- _PROBLEM DETAILS_: Give back all of the data verbatim.

- _TASK INPUT_:
//! Codec for encoding/decoding protocol events to/from frames
//!
//! This module provides the bridge between typed events and binary frames.

use super::events::*;
use super::frame::{Frame, FrameType};
use bytes::Bytes;
use std::io::{self, Error as IoError, ErrorKind};

/// Trait for events that can be encoded to frames
pub trait Encodable {
    /// Get the frame type for this event
    fn frame_type(&self) -> FrameType;

    /// Encode the event payload to bytes
    fn encode_payload(&self) -> io::Result<Bytes>;

    /// Encode the complete frame
    fn encode_frame(&self) -> io::Result<Frame> {
        Ok(Frame::new(self.frame_type(), self.encode_payload()?))
    }
}

/// Trait for events that can be decoded from frames
pub trait Decodable: Sized {
    /// Expected frame type for this event
    fn expected_frame_type() -> FrameType;

    /// Decode the event from a payload
    fn decode_payload(payload: &[u8]) -> io::Result<Self>;

    /// Decode from a complete frame, validating the frame type
    fn decode_frame(frame: &Frame) -> io::Result<Self> {
        if frame.frame_type != Self::expected_frame_type() {
            return Err(IoError::new(
                ErrorKind::InvalidData,
                format!(
                    "Expected frame type {:?}, got {:?}",
                    Self::expected_frame_type(),
                    frame.frame_type
                ),
            ));
        }
        Self::decode_payload(&frame.payload)
    }
}

/// Helper macro to implement Encodable and Decodable for an event type
macro_rules! impl_codec {
    ($type:ty, $frame_type:expr) => {
        impl Encodable for $type {
            fn frame_type(&self) -> FrameType {
                $frame_type
            }

            fn encode_payload(&self) -> io::Result<Bytes> {
                serde_json::to_vec(self)
                    .map(Bytes::from)
                    .map_err(|e| IoError::new(ErrorKind::InvalidData, e))
            }
        }

        impl Decodable for $type {
            fn expected_frame_type() -> FrameType {
                $frame_type
            }

            fn decode_payload(payload: &[u8]) -> io::Result<Self> {
                serde_json::from_slice(payload).map_err(|e| IoError::new(ErrorKind::InvalidData, e))
            }
        }
    };
}

// Control messages
impl_codec!(Authenticate, FrameType::Authenticate);
impl_codec!(Ping, FrameType::Ping);
impl_codec!(Pong, FrameType::Pong);

// Client commands
impl_codec!(SendMessage, FrameType::SendMessage);
impl_codec!(EditMessage, FrameType::EditMessage);
impl_codec!(DeleteMessage, FrameType::DeleteMessage);
impl_codec!(JoinChat, FrameType::JoinChat);
impl_codec!(UpdateStatus, FrameType::UpdateStatus);
impl_codec!(ReadReceipt, FrameType::ReadReceipt);

// Server events
impl_codec!(Authenticated, FrameType::Authenticated);
impl_codec!(NewMessage, FrameType::NewMessage);
impl_codec!(MessageSent, FrameType::MessageSent);
impl_codec!(MessageEdited, FrameType::MessageEdited);
impl_codec!(MessageDeleted, FrameType::MessageDeleted);
impl_codec!(MessageRead, FrameType::MessageRead);

// Ephemeral signals
impl_codec!(Typing, FrameType::Typing);
impl_codec!(TypingStatus, FrameType::TypingStatus);
impl_codec!(UserOnline, FrameType::UserOnline);
impl_codec!(UserOffline, FrameType::UserOffline);
impl_codec!(UserStatusChanged, FrameType::UserStatusChanged);

// Error
impl_codec!(Error, FrameType::Error);

#[cfg(test)]
mod tests {
    use super::*;

    #[test]
    fn test_encode_decode_roundtrip() {
        let auth = Authenticate {
            token: "secret-token".to_string(),
        };

        let frame = auth.encode_frame().unwrap();
        assert_eq!(frame.frame_type, FrameType::Authenticate);

        let decoded = Authenticate::decode_frame(&frame).unwrap();
        assert_eq!(decoded.token, auth.token);
    }

    #[test]
    fn test_decode_wrong_frame_type() {
        let ping = Ping { timestamp: 42 };
        let frame = ping.encode_frame().unwrap();

        // Decoding a Ping frame as Pong must fail at the boundary
        assert!(Pong::decode_frame(&frame).is_err());
    }

    #[test]
    fn test_decode_malformed_payload() {
        let frame = Frame::new(FrameType::SendMessage, r#"{"to": 12}"#);
        assert!(SendMessage::decode_frame(&frame).is_err());
    }
}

- _OUTPUT OF THE TASK_:
//! Codec for encoding/decoding protocol events to/from frames
//!
//! This module provides the bridge between typed events and binary frames.

use super::events::*;
use super::frame::{Frame, FrameType};
use bytes::Bytes;
use std::io::{self, Error as IoError, ErrorKind};

/// Trait for events that can be encoded to frames
pub trait Encodable {
    /// Get the frame type for this event
    fn frame_type(&self) -> FrameType;

    /// Encode the event payload to bytes
    fn encode_payload(&self) -> io::Result<Bytes>;

    /// Encode the complete frame
    fn encode_frame(&self) -> io::Result<Frame> {
        Ok(Frame::new(self.frame_type(), self.encode_payload()?))
    }
}

/// Trait for events that can be decoded from frames
pub trait Decodable: Sized {
    /// Expected frame type for this event
    fn expected_frame_type() -> FrameType;

    /// Decode the event from a payload
    fn decode_payload(payload: &[u8]) -> io::Result<Self>;

    /// Decode from a complete frame, validating the frame type
    fn decode_frame(frame: &Frame) -> io::Result<Self> {
        if frame.frame_type != Self::expected_frame_type() {
            return Err(IoError::new(
                ErrorKind::InvalidData,
                format!(
                    "Expected frame type {:?}, got {:?}",
                    Self::expected_frame_type(),
                    frame.frame_type
                ),
            ));
        }
        Self::decode_payload(&frame.payload)
    }
}

/// Helper macro to implement Encodable and Decodable for an event type
macro_rules! impl_codec {
    ($type:ty, $frame_type:expr) => {
        impl Encodable for $type {
            fn frame_type(&self) -> FrameType {
                $frame_type
            }

            fn encode_payload(&self) -> io::Result<Bytes> {
                serde_json::to_vec(self)
                    .map(Bytes::from)
                    .map_err(|e| IoError::new(ErrorKind::InvalidData, e))
            }
        }

        impl Decodable for $type {
            fn expected_frame_type() -> FrameType {
                $frame_type
            }

            fn decode_payload(payload: &[u8]) -> io::Result<Self> {
                serde_json::from_slice(payload).map_err(|e| IoError::new(ErrorKind::InvalidData, e))
            }
        }
    };
}

// Control messages
impl_codec!(Authenticate, FrameType::Authenticate);
impl_codec!(Ping, FrameType::Ping);
impl_codec!(Pong, FrameType::Pong);

// Client commands
impl_codec!(SendMessage, FrameType::SendMessage);
impl_codec!(EditMessage, FrameType::EditMessage);
impl_codec!(DeleteMessage, FrameType::DeleteMessage);
impl_codec!(JoinChat, FrameType::JoinChat);
impl_codec!(UpdateStatus, FrameType::UpdateStatus);
impl_codec!(ReadReceipt, FrameType::ReadReceipt);

// Server events
impl_codec!(Authenticated, FrameType::Authenticated);
impl_codec!(NewMessage, FrameType::NewMessage);
impl_codec!(MessageSent, FrameType::MessageSent);
impl_codec!(MessageEdited, FrameType::MessageEdited);
impl_codec!(MessageDeleted, FrameType::MessageDeleted);
impl_codec!(MessageRead, FrameType::MessageRead);

// Ephemeral signals
impl_codec!(Typing, FrameType::Typing);
impl_codec!(TypingStatus, FrameType::TypingStatus);
impl_codec!(UserOnline, FrameType::UserOnline);
impl_codec!(UserOffline, FrameType::UserOffline);
impl_codec!(UserStatusChanged, FrameType::UserStatusChanged);

// Error
impl_codec!(Error, FrameType::Error);

#[cfg(test)]
mod tests {
    use super::*;

    #[test]
    fn test_encode_decode_roundtrip() {
        let auth = Authenticate {
            token: "secret-token".to_string(),
        };

        let frame = auth.encode_frame().unwrap();
        assert_eq!(frame.frame_type, FrameType::Authenticate);

        let decoded = Authenticate::decode_frame(&frame).unwrap();
        assert_eq!(decoded.token, auth.token);
    }

    #[test]
    fn test_decode_wrong_frame_type() {
        let ping = Ping { timestamp: 42 };
        let frame = ping.encode_frame().unwrap();

        // Decoding a Ping frame as Pong must fail at the boundary
        assert!(Pong::decode_frame(&frame).is_err());
    }

    #[test]
    fn test_decode_malformed_payload() {
        let frame = Frame::new(FrameType::SendMessage, r#"{"to": 12}"#);
        assert!(SendMessage::decode_frame(&frame).is_err());
    }
}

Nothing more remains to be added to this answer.